Ce groupe à la relation si particulière et fraternelle vous fera parcourir les rues de Morguepierre, une cité construite dans le cratère d’un ancien volcan marin au sein d’une enquete mélant meurtre et enlevement.
Morguepierre est une cité sans égale, un personnage à elle seule, sa population douteuse aussi bien chez les humains que les créatures fantastiques qui la compose lui offre un sacré charme, la décadence est présente jusque dans la bourgeoisie, son aspect est à l’image de ses habitants, tortueuse et crasseuse.
Les descriptions de la cité et son atmosphère poisseuse m’ont parfois même fait penser aux récits lovecraftiens.
Sacré contraste avec notre groupe d’anti héros qui, s’il possède un physique correspondant à leur cité, font tout de même montre d’une certaine grandeur d'âme contrairement au reste de la population.

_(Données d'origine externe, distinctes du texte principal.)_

impl GameController {
    pub fn new(prefs: Preferences, recorder: Arc<dyn ScoreRecorder>) -> Self {
        let timing = Timing::default();
        Self {
            board: Board::new(prefs.board_size),
            prefs,
            timing,
            phase: RoundPhase::NotStarted,
            selection: Vec::with_capacity(2),
            processing: false,
            moves: 0,
            matches: 0,
            round: 0,
            flip_timer: RoundTimer::new(timing.flip_duration, timing.flip_tick),
            session: SessionTimer::new(timing.session_tick),
            clock: Box::new(SystemClock),
            rng: StdRng::from_os_rng(),
            recorder,
            policy: Box::new(InverseScore),
            events: Vec::new(),
            scheduled: Vec::new(),
        }
    }

    /// Replaces the default timing. Fails if `timing` does not validate.
    pub fn with_timing(mut self, timing: Timing) -> Result<Self> {
        let timing = timing.validate()?;
        self.timing = timing;
        self.flip_timer = RoundTimer::new(timing.flip_duration, timing.flip_tick);
        self.session = SessionTimer::new(timing.session_tick);
        Ok(self)
    }

    pub fn with_clock(mut self, clock: impl Clock + 'static) -> Self {
        self.clock = Box::new(clock);
        self
    }

    pub fn with_score_policy(mut self, policy: impl ScorePolicy + 'static) -> Self {
        self.policy = Box::new(policy);
        self
    }

    pub fn with_seed(mut self, seed: u64) -> Self {
        self.rng = StdRng::seed_from_u64(seed);
        self
    }

    pub fn phase(&self) -> RoundPhase {
        self.phase
    }

    pub fn is_started(&self) -> bool {
        self.phase != RoundPhase::NotStarted
    }

    pub fn is_processing(&self) -> bool {
        self.processing
    }

    pub fn moves(&self) -> u32 {
        self.moves
    }

    pub fn matches(&self) -> u32 {
        self.matches
    }

    pub fn selection(&self) -> &[TileId] {
        &self.selection
    }

    pub fn board(&self) -> &Board {
        &self.board
    }

    pub fn preferences(&self) -> &Preferences {
        &self.prefs
    }

    pub fn timing(&self) -> Timing {
        self.timing
    }

    pub fn flip_timer(&self) -> &RoundTimer {
        &self.flip_timer
    }

    pub fn take_events(&mut self) -> Vec<GameEvent> {
        std::mem::take(&mut self.events)
    }

    pub fn take_scheduled(&mut self) -> Vec<Scheduled> {
        std::mem::take(&mut self.scheduled)
    }

    /// Moves from `NotStarted` to `Loading`. Returns `None` if a round is
    /// already underway.
    pub fn begin_round(&mut self) -> Option<RoundRequest> {
        if self.phase != RoundPhase::NotStarted {
            return None;
        }
        self.round += 1;
        self.set_phase(RoundPhase::Loading);
        let request = RoundRequest {
            ticket: RoundTicket(self.round),
            board_size: self.prefs.board_size,
            count: self.prefs.board_size.pair_count(),
            source: self.prefs.image_source,
        };
        info!(
            round = self.round,
            size = %request.board_size,
            source = %request.source,
            "requesting images for new round"
        );
        Some(request)
    }

    /// Hands the fetched images to a round waiting in `Loading`. Results for
    /// a round that has since been reset are dropped.
    pub fn finish_loading(
        &mut self,
        ticket: RoundTicket,
        fetched: std::result::Result<Vec<ImageId>, SourceError>,
    ) -> Result<()> {
        if ticket.0 != self.round || self.phase != RoundPhase::Loading {
            debug!(ticket = ticket.0, round = self.round, "dropping images for stale round");
            return Ok(());
        }
        let images = match fetched {
            Ok(images) => images,
            Err(err) => {
                self.fail_loading(&err);
                return Err(err.into());
            }
        };

        let mut board = Board::new(self.prefs.board_size);
        if let Err(err) = board.initialize(&images, self.prefs.matched_color.clone(), &mut self.rng) {
            self.fail_loading(&err);
            return Err(err.into());
        }
        self.board = board;
        self.selection.clear();
        self.processing = false;
        self.moves = 0;
        self.matches = 0;
        self.flip_timer.reset();
        self.session.reset();

        let now = self.clock.now();
        if let Some(token) = self.session.start(now) {
            self.schedule(self.timing.session_tick, Wakeup::SessionTick(token));
        }

        self.events.push(GameEvent::BoardReady {
            size: self.board.size(),
            tiles: self
                .board
                .tiles()
                .iter()
                .map(|t| (t.id(), t.image().clone()))
                .collect(),
        });
        self.emit_counters();
        self.events.push(GameEvent::SessionTick {
            elapsed: Duration::ZERO,
        });
        self.emit_countdown();
        self.set_phase(RoundPhase::InProgress);
        info!(round = self.round, tiles = self.board.tiles().len(), "round in progress");
        Ok(())
    }

    /// Fetches synchronously from `source` and starts the round.
    pub fn start_round_with(&mut self, source: &dyn ImageSource) -> Result<()> {
        let Some(request) = self.begin_round() else {
            return Ok(());
        };
        let fetched = source.fetch(request.count);
        self.finish_loading(request.ticket, fetched)
    }

    pub fn reset(&mut self) {
        self.round += 1;
        self.board = Board::new(self.prefs.board_size);
        self.selection.clear();
        self.processing = false;
        self.moves = 0;
        self.matches = 0;
        self.flip_timer.reset();
        self.session.reset();

        self.events.push(GameEvent::BoardCleared);
        self.emit_selection();
        self.emit_counters();
        self.events.push(GameEvent::SessionTick {
            elapsed: Duration::ZERO,
        });
        self.emit_countdown();
        self.set_phase(RoundPhase::NotStarted);
        debug!(round = self.round, "round reset");
    }

    /// Switches board size. A round in progress is replaced by a fresh one.
    pub fn set_board_size(&mut self, dimension: u8) -> Result<Option<RoundRequest>> {
        let size = BoardSize::try_from(dimension)?;
        let restart = self.is_started();
        self.prefs.board_size = size;
        self.reset();
        Ok(if restart { self.begin_round() } else { None })
    }

    pub fn set_image_source(&mut self, kind: ImageSourceKind) -> Option<RoundRequest> {
        let restart = self.is_started();
        self.prefs.image_source = kind;
        self.reset();
        if restart { self.begin_round() } else { None }
    }

    /// Display-only; gameplay state is untouched.
    pub fn set_color(&mut self, role: ColorRole, color: Color) {
        match role {
            ColorRole::Matched => {
                self.board.set_matched_color(color.clone());
                self.prefs.matched_color = color;
            }
            ColorRole::Closed => self.prefs.closed_color = color,
        }
        self.events.push(GameEvent::PaletteChanged(self.prefs.palette()));
    }

    pub fn click_tile(&mut self, id: TileId) {
        if self.phase != RoundPhase::InProgress || self.processing {
            trace!(tile = %id, phase = ?self.phase, processing = self.processing, "click ignored");
            return;
        }
        let Some(status) = self.board.tile(id).map(|t| t.status()) else {
            return;
        };

        if let Some(pos) = self.selection.iter().position(|&t| t == id) {
            self.selection.remove(pos);
            self.hide_tile(id);
            match self.selection.len() {
                1 => {
                    self.flip_timer.stop();
                    self.processing = false;
                }
                0 => {
                    self.flip_timer.reset();
                    self.emit_countdown();
                }
                _ => {}
            }
            self.emit_selection();
            return;
        }

        if self.selection.len() >= 2 || status != TileStatus::Hidden {
            return;
        }

        self.flip_tile(id);
        self.selection.push(id);
        self.emit_selection();
        match self.selection.len() {
            1 => {
                self.flip_timer.reset();
                self.events.push(GameEvent::FlipCountdownShown);
                self.emit_countdown();
            }
            2 => self.evaluate_pair(),
            _ => {}
        }
    }

    /// Pointer went down away from the board. Drops an unresolved single
    /// flip without counting a move.
    pub fn click_elsewhere(&mut self) {
        if self.selection.is_empty() || self.processing {
            return;
        }
        for id in std::mem::take(&mut self.selection) {
            self.hide_tile(id);
        }
        self.flip_timer.stop();
        self.flip_timer.reset();
        self.emit_selection();
        self.emit_countdown();
    }

    pub fn wake(&mut self, wakeup: Wakeup) {
        match wakeup {
            Wakeup::FlipTick(token) => self.on_flip_tick(token),
            Wakeup::SessionTick(token) => self.on_session_tick(token),
            Wakeup::MatchSettled { round } => self.on_match_settled(round),
        }
    }

    fn evaluate_pair(&mut self) {
        self.moves += 1;
        self.processing = true;
        self.emit_counters();

        let (first, second) = (self.selection[0], self.selection[1]);
        let paired = match (self.board.tile(first), self.board.tile(second)) {
            (Some(a), Some(b)) => a.pairs_with(b),
            _ => false,
        };
        if paired {
            debug!(%first, %second, "pair found");
            self.schedule(self.timing.match_delay, Wakeup::MatchSettled { round: self.round });
        } else if let Some(token) = self.flip_timer.start() {
            debug!(%first, %second, "mismatch, countdown started");
            self.schedule(self.flip_timer.tick_interval(), Wakeup::FlipTick(token));
            self.emit_countdown();
        }
    }

    fn on_flip_tick(&mut self, token: TimerToken) {
        match self.flip_timer.tick(token) {
            TimerTick::Stale => trace!(generation = token.generation(), "stale flip tick"),
            TimerTick::Running { .. } => {
                self.emit_countdown();
                self.schedule(self.flip_timer.tick_interval(), Wakeup::FlipTick(token));
            }
            TimerTick::Expired => {
                if self.selection.len() == 2 {
                    for id in std::mem::take(&mut self.selection) {
                        self.hide_tile(id);
                    }
                    self.processing = false;
                    self.emit_selection();
                }
                self.flip_timer.reset();
                self.emit_countdown();
            }
        }
    }

    fn on_session_tick(&mut self, token: TimerToken) {
        let Some(elapsed) = self.session.tick(token, self.clock.now()) else {
            trace!(generation = token.generation(), "stale session tick");
            return;
        };
        self.events.push(GameEvent::SessionTick { elapsed });
        self.schedule(self.session.tick_interval(), Wakeup::SessionTick(token));
    }

    fn on_match_settled(&mut self, round: u64) {
        if round != self.round || self.phase != RoundPhase::InProgress || self.selection.len() != 2 {
            debug!(round, current = self.round, "dropping stale match settle");
            return;
        }
        for id in std::mem::take(&mut self.selection) {
            if let Some(tile) = self.board.tile_mut(id)
                && tile.mark_matched()
            {
                self.events.push(GameEvent::TileChanged {
                    tile: id,
                    status: TileStatus::Matched,
                });
            }
        }
        self.matches += 1;
        self.processing = false;
        self.flip_timer.reset();
        self.emit_selection();
        self.emit_counters();
        self.emit_countdown();

        if self.board.all_matched() {
            self.complete_round();
        }
    }

    fn complete_round(&mut self) {
        let now = self.clock.now();
        self.session.stop(now);
        let elapsed = self.session.elapsed(now);
        let board_size = self.board.size();
        let summary = RoundSummary {
            board_size,
            moves: self.moves,
            elapsed,
            score: self.policy.score(board_size, self.moves, elapsed),
            image_source: self.prefs.image_source,
            palette: self.prefs.palette(),
        };
        info!(
            round = self.round,
            moves = summary.moves,
            secs = summary.elapsed_secs(),
            score = summary.score,
            "round complete"
        );
        self.set_phase(RoundPhase::Complete);
        self.recorder.record(&summary);
        self.events.push(GameEvent::RoundComplete(summary));
    }

    fn fail_loading(&mut self, err: &dyn std::error::Error) {
        warn!(round = self.round, "round could not start: {err}");
        self.set_phase(RoundPhase::NotStarted);
        self.events.push(GameEvent::RoundFailed {
            reason: err.to_string(),
        });
    }

    fn flip_tile(&mut self, id: TileId) {
        if let Some(tile) = self.board.tile_mut(id)
            && tile.flip()
        {
            self.events.push(GameEvent::TileChanged {
                tile: id,
                status: TileStatus::Flipped,
            });
        }
    }

    fn hide_tile(&mut self, id: TileId) {
        if let Some(tile) = self.board.tile_mut(id)
            && tile.hide()
        {
            self.events.push(GameEvent::TileChanged {
                tile: id,
                status: TileStatus::Hidden,
            });
        }
    }

    fn schedule(&mut self, after: Duration, wakeup: Wakeup) {
        self.scheduled.push(Scheduled { after, wakeup });
    }

    fn set_phase(&mut self, phase: RoundPhase) {
        if self.phase != phase {
            self.phase = phase;
            self.events.push(GameEvent::PhaseChanged(phase));
        }
    }

    fn emit_selection(&mut self) {
        self.events.push(GameEvent::SelectionChanged(self.selection.clone()));
    }

    fn emit_counters(&mut self) {
        self.events.push(GameEvent::CountersChanged {
            moves: self.moves,
            matches: self.matches,
        });
    }

    fn emit_countdown(&mut self) {
        self.events.push(GameEvent::FlipCountdown {
            remaining: self.flip_timer.remaining(),
            duration: self.flip_timer.duration(),
            running: self.flip_timer.is_running(),
        });
    }
}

Les chevaliers du Tintamarre est unique en son genre, il possède l’esprit d’une light fantasy, avec ses dialogues leger et son lot de jeux de mots hilarant, dans le corps d’une crapule fantasy, le tout habillé d’une intrigue de polar noir, un mélange peu conventionnel vous en conviendrez, mais qui s’avere au fil de la lecture diablement efficace.
Raphaël Bardas offre ici une histoire aussi rafraîchissante que prenante, suivre l’intrigue de ses plages aux côtes rocheuses à son cratère volcanique dans cet univers inspiré des mythes et de la féérie océanique fut une découverte sublime et peu commune.
Par contre si vous voyez une marie-morgane échouée sur une plage, un conseil, passez votre chemin !
4.
| Stardust de Neil Gaiman, par Alex Moon
Stardust de Neil Gaiman
Cet été va être torride.
Non, ce n'est pas le début d'une publicité racoleuse ! Entre la situation climatique, politique et sociale il va faire chaud, très chaud. Du coup j'ai choisi de m'octroyer une bouffée d'air frais. J'ai choisi les vertes campagnes anglaises, la légèreté des histoires d'amour et la fantasie du pays des fées.
J'ai choisi un classique.
J'ai choisi Stardust, de Neil Gaiman.
Tristan Thorn est un jeune homme de 18 ans, amoureux de la belle, mais hautaine, Victoria. Cette dernière lui promet un baiser, en échange de l'étoile filante tombée du ciel durant la nuit. Seul problème, l'étoile est tombée de l'autre côté du Mur, au pays des fées.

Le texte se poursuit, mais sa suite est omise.